__BRIEF__
In the listing below, locate the line containing "mixture components (K)." and the line containing "Expected sample dimension.". Output both of them and every line between, exactly as written, and nothing more.

*** Begin section ***

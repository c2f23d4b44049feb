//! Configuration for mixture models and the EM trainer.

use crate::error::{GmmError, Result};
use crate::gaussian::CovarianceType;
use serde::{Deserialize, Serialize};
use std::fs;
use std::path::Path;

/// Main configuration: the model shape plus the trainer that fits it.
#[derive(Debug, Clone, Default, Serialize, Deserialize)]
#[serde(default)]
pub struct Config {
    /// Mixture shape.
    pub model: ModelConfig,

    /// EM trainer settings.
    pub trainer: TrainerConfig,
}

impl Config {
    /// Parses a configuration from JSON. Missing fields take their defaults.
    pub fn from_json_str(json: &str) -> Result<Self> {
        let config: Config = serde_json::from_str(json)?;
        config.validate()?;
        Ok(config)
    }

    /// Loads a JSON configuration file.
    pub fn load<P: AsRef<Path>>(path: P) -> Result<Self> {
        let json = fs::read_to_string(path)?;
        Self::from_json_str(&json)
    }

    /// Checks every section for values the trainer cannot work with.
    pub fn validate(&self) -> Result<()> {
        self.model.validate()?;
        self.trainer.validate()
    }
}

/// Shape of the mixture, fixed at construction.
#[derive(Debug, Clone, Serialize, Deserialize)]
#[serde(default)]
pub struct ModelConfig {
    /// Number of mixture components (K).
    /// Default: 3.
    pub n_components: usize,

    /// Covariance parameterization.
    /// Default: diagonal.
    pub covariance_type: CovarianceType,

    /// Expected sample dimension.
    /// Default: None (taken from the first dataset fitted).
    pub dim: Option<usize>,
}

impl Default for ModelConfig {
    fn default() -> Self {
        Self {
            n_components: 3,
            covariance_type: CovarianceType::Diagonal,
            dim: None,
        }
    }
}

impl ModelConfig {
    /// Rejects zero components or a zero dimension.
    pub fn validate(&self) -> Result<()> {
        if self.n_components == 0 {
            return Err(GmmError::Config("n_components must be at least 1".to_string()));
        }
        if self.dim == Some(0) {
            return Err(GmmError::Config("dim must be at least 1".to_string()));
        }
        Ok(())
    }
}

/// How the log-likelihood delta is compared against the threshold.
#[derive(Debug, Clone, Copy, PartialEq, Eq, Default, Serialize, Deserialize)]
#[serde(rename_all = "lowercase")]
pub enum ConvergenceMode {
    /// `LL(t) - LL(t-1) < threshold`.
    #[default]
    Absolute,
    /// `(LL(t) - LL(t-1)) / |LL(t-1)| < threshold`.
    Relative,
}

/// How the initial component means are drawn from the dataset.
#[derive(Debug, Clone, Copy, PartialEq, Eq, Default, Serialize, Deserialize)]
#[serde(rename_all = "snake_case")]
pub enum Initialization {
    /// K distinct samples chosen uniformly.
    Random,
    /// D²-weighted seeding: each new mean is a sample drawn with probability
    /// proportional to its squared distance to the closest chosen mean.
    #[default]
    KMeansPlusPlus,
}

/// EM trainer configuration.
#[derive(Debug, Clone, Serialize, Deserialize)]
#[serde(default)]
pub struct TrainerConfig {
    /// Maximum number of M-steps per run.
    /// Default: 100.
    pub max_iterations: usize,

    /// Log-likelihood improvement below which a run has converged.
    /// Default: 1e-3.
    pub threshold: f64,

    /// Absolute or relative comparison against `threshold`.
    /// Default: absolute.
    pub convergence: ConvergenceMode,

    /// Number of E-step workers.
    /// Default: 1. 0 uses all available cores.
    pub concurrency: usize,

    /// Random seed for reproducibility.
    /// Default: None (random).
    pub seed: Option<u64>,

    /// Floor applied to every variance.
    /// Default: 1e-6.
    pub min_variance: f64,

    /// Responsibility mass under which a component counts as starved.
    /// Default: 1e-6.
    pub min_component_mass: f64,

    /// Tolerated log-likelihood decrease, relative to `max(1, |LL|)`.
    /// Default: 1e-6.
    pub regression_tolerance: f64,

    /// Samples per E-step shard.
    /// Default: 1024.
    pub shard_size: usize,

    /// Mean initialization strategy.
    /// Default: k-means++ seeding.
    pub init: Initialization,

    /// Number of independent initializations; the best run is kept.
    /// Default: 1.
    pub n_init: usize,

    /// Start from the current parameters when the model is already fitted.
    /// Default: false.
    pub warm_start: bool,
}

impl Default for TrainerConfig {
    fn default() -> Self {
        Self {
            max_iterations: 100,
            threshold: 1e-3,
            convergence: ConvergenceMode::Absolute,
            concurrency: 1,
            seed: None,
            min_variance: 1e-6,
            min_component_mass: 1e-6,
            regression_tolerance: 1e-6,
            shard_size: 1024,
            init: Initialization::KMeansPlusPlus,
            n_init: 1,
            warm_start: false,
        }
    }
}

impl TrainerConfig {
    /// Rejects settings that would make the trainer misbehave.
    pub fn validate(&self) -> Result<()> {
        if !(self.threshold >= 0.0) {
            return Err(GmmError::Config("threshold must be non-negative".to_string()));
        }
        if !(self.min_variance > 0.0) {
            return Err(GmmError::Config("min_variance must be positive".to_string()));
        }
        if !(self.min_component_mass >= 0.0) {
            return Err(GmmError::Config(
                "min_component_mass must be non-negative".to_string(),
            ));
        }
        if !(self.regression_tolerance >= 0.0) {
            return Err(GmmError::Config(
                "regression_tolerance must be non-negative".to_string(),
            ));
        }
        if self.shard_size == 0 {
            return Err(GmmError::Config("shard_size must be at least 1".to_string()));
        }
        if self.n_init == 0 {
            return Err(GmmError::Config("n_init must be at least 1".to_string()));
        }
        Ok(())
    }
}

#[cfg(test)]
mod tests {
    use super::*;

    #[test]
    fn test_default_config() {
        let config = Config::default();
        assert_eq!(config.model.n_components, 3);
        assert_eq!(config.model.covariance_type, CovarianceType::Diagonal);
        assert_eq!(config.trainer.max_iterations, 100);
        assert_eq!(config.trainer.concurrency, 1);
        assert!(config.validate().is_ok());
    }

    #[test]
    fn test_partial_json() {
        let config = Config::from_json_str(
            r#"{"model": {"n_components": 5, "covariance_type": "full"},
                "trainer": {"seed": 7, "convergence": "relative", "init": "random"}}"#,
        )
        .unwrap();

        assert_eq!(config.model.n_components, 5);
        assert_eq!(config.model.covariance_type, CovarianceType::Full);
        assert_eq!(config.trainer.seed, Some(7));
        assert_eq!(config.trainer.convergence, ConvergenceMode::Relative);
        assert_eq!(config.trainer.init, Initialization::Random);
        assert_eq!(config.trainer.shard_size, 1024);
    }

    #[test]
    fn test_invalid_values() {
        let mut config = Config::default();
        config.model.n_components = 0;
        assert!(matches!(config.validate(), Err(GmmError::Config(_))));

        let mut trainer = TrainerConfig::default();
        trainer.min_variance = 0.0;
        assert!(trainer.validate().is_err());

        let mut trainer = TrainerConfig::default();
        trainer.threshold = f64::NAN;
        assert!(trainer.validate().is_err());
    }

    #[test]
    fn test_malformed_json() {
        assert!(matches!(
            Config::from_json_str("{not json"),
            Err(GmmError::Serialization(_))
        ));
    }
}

*** End section ***

__WRITTEN REPLY__
    /// Number of mixture components (K).
    /// Default: 3.
    pub n_components: usize,

    /// Covariance parameterization.
    /// Default: diagonal.
    pub covariance_type: CovarianceType,

    /// Expected sample dimension.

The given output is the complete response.